Please note that this will be a closed event. 

 

Convenor 

James Bryson (University of Cambridge)

 

Summary

What is the status of love in the contemporary world? Is it a human fiction or an objective truth? Is love apprehended by reason, or is it a feeling that reason cannot describe? Recent theories of love claim that we cannot know love’s ontological status in the contemporary world, nor indeed can we speculate about its future without knowing its past. This event will endeavour to trace love’s history in the western philosophical and literary tradition from Plato through late antiquity, the middle ages, and up to and including the modern world.  

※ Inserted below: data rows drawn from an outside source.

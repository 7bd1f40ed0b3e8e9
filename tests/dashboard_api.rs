//! End-to-end tests of the dashboard router over an in-memory store.

#![allow(clippy::panic, clippy::indexing_slicing)]

use std::sync::Arc;

use axum::Router;
use axum::http::StatusCode;
use axum_test::TestServer;
use chrono::{Datelike, NaiveDate, NaiveDateTime, Utc};
use rust_decimal::Decimal;
use rust_decimal_macros::dec;
use serde_json::Value;

use tenant_analytics::api;
use tenant_analytics::app_state::AppState;
use tenant_analytics::cache::NoopCache;
use tenant_analytics::domain::records::{Booking, Car, Company};
use tenant_analytics::domain::{BookingId, BookingStatus, CarId, CompanyId, TenantId};
use tenant_analytics::persistence::MemoryStore;
use tenant_analytics::service::{DashboardService, DashboardSettings};

const LAST_YEAR_QUERY: &str = "year=2025&start_year=2025&end_year=2025";

fn at(y: i32, m: u32, d: u32) -> NaiveDateTime {
    let Some(t) = NaiveDate::from_ymd_opt(y, m, d).and_then(|d| d.and_hms_opt(15, 30, 0)) else {
        panic!("invalid fixture date");
    };
    t
}

fn car(id: i64, company: i64, plate: &str) -> Car {
    Car {
        id: CarId::new(id),
        company_id: CompanyId::new(company),
        plate_number: plate.to_string(),
        brand: "Nissan".to_string(),
        model: "Urvan".to_string(),
        availability_status: "available".to_string(),
        vehicle_class: Some("Van".to_string()),
    }
}

/// A 2024 booking of car 30 that ended on `end` and, unless still out,
/// came back the same moment.
fn booking_2024(id: i64, status: BookingStatus, end: NaiveDateTime, amount: Decimal) -> Booking {
    Booking {
        id: BookingId::new(id),
        car_id: CarId::new(30),
        company_id: CompanyId::new(3),
        borrower_name: format!("Borrower {id}"),
        destination: None,
        start: end - chrono::Duration::days(4),
        end: Some(end),
        expected_return: Some(end),
        actual_return: (status != BookingStatus::Ongoing).then_some(end),
        status,
        total_amount: amount,
    }
}

fn store() -> MemoryStore {
    let returned = at(2025, 4, 12);
    MemoryStore::new()
        .with_company(Company {
            id: CompanyId::new(1),
            owner: TenantId::new(1),
            name: "Island Wheels".to_string(),
            currency: Some("PHP".to_string()),
        })
        .with_company(Company {
            id: CompanyId::new(2),
            owner: TenantId::new(2),
            name: "Metro Drive".to_string(),
            currency: Some("USD".to_string()),
        })
        .with_company(Company {
            id: CompanyId::new(3),
            owner: TenantId::new(3),
            name: "Cebu Car Hire".to_string(),
            currency: Some("PHP".to_string()),
        })
        .with_car(car(20, 2, "USA 2020"))
        .with_car(car(30, 3, "CEB 3030"))
        .with_booking(booking_2024(30, BookingStatus::Completed, at(2024, 3, 10), dec!(85000)))
        .with_booking(booking_2024(31, BookingStatus::Ongoing, at(2024, 8, 20), dec!(42000)))
        .with_booking(booking_2024(32, BookingStatus::Cancelled, at(2024, 5, 1), dec!(31000)))
        .with_car(Car {
            id: CarId::new(10),
            company_id: CompanyId::new(1),
            plate_number: "NAB 1234".to_string(),
            brand: "Toyota".to_string(),
            model: "Innova".to_string(),
            availability_status: "available".to_string(),
            vehicle_class: Some("MPV".to_string()),
        })
        .with_booking(Booking {
            id: BookingId::new(1),
            car_id: CarId::new(10),
            company_id: CompanyId::new(1),
            borrower_name: "Juan dela Cruz".to_string(),
            destination: Some("Baguio".to_string()),
            start: returned - chrono::Duration::days(3),
            end: Some(returned),
            expected_return: Some(returned),
            actual_return: Some(returned),
            status: BookingStatus::Completed,
            total_amount: dec!(18500),
        })
}

fn app() -> Router {
    let service = DashboardService::new(
        Arc::new(store()),
        Arc::new(NoopCache::default()),
        DashboardSettings::default(),
    );
    api::build_router().with_state(AppState::new(service))
}

async fn get(uri: &str, tenant: Option<&str>) -> (StatusCode, Value) {
    let Ok(server) = TestServer::new(app()) else {
        panic!("test server failed to start");
    };
    let mut request = server.get(uri);
    if let Some(tenant) = tenant {
        request = request.add_header("x-tenant-id", tenant);
    }
    let response = request.await;
    (response.status_code(), response.json::<Value>())
}

#[tokio::test]
async fn summary_reports_owned_revenue() {
    let (status, body) = get(
        &format!("/api/v1/dashboard/summary?{LAST_YEAR_QUERY}"),
        Some("1"),
    )
    .await;
    assert_eq!(status, StatusCode::OK);
    assert_eq!(body["totals"]["annualRevenue"], 18_500.0);
    assert_eq!(body["totals"]["bookingsYtd"], 1);
    assert_eq!(body["meta"]["currency"], "PHP");
    assert_eq!(body["period"]["year"], 2025);
}

#[tokio::test]
async fn missing_tenant_is_unauthorized() {
    let (status, body) = get("/api/v1/dashboard/summary", None).await;
    assert_eq!(status, StatusCode::UNAUTHORIZED);
    assert_eq!(body["code"], 1001);
}

#[tokio::test]
async fn foreign_company_is_forbidden() {
    let (status, body) = get("/api/v1/dashboard/summary?company_id=2", Some("1")).await;
    assert_eq!(status, StatusCode::FORBIDDEN);
    assert_eq!(body["message"], "not allowed to access the requested company");
}

#[tokio::test]
async fn foreign_car_is_forbidden() {
    let (status, body) = get("/api/v1/dashboard/summary?car_id=20", Some("1")).await;
    assert_eq!(status, StatusCode::FORBIDDEN);
    assert_eq!(body["code"], 2001);
}

#[tokio::test]
async fn full_year_custom_range_counts_live_bookings_only() {
    let (status, body) = get(
        "/api/v1/dashboard/summary?year=2024&preset=custom&start_date=2024-01-01&end_date=2024-12-31",
        Some("3"),
    )
    .await;
    assert_eq!(status, StatusCode::OK);
    assert_eq!(body["totals"]["annualRevenue"], 127_000.0);
    assert_eq!(body["totals"]["bookingsYtd"], 2);
    assert_eq!(body["totals"]["averageBookingValue"], 63_500.0);
}

#[tokio::test]
async fn tenant_without_companies_gets_zeros() {
    let (status, body) = get("/api/v1/dashboard/summary", Some("77")).await;
    assert_eq!(status, StatusCode::OK);
    assert_eq!(body["totals"]["annualRevenue"], 0.0);
    assert_eq!(body["totals"]["bookingsYtd"], 0);
    assert_eq!(body["totals"]["averageBookingValue"], 0.0);
    assert_eq!(
        body["period"]["year"],
        Utc::now().with_timezone(&chrono_tz::Asia::Manila).year()
    );
}

#[tokio::test]
async fn malformed_filters_fall_back_to_defaults() {
    let (status, body) = get(
        "/api/v1/dashboard/summary?year=abc&preset=weekly&status=bogus&date_field=nope",
        Some("1"),
    )
    .await;
    assert_eq!(status, StatusCode::OK);
    assert_eq!(body["period"]["preset"], "year_to_date");
    assert_eq!(body["meta"]["dateField"], "actual_return");
    assert_eq!(
        body["meta"]["statuses"],
        serde_json::json!(["Reserved", "Ongoing", "Completed"])
    );
}

#[tokio::test]
async fn monthly_sales_places_booking_in_its_return_month() {
    let (status, body) = get(
        &format!("/api/v1/dashboard/monthly-sales?{LAST_YEAR_QUERY}"),
        Some("1"),
    )
    .await;
    assert_eq!(status, StatusCode::OK);
    let Some(series) = body["series"].as_array() else {
        panic!("series missing");
    };
    assert_eq!(series.len(), 12);
    assert_eq!(series[3]["month"], "2025-04-01");
    assert_eq!(series[3]["actual_return"], 18_500.0);
    assert_eq!(series[3]["completed_bookings"], 1);
    assert_eq!(series[0]["actual_return"], 0.0);
}

#[tokio::test]
async fn top_vehicles_lists_booked_car() {
    let (status, body) = get(
        &format!("/api/v1/dashboard/top-vehicles?{LAST_YEAR_QUERY}"),
        Some("1"),
    )
    .await;
    assert_eq!(status, StatusCode::OK);
    assert_eq!(body["vehicles"][0]["plate_number"], "NAB 1234");
    assert_eq!(body["vehicles"][0]["label"], "Toyota Innova");
}

#[tokio::test]
async fn presets_catalog_flags_defaults() {
    let (status, body) = get("/config/presets", None).await;
    assert_eq!(status, StatusCode::OK);
    let Some(presets) = body["presets"].as_array() else {
        panic!("presets missing");
    };
    let defaults: Vec<&Value> = presets
        .iter()
        .filter(|p| p["default"] == true)
        .map(|p| &p["value"])
        .collect();
    assert_eq!(defaults, vec!["year_to_date"]);
}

The conference aims to put philosophers, theologians, literary theorists, intellectual historians and psychologists into conversation with one another, in order to i) re-tell love’s story in the history of ideas; ii) to assess the contemporary relevance of this history; iii) and to consider what love’s future may hold. This event, therefore, will be divided into two principal parts: the first will trace love’s history in the western philosophical and literary traditions, and the second will assess the ‘ontology of love’ – its metaphysical status – in contemporary thought and discourse. 

 

Sponsors

              

Supported by the Centre for Research in the Arts, Social Sciences and Humanities (CRASSH), the Cambridge Centre for the Study of Platonism, Newnham College, and the University of Cambridge's Faculty of Divinity.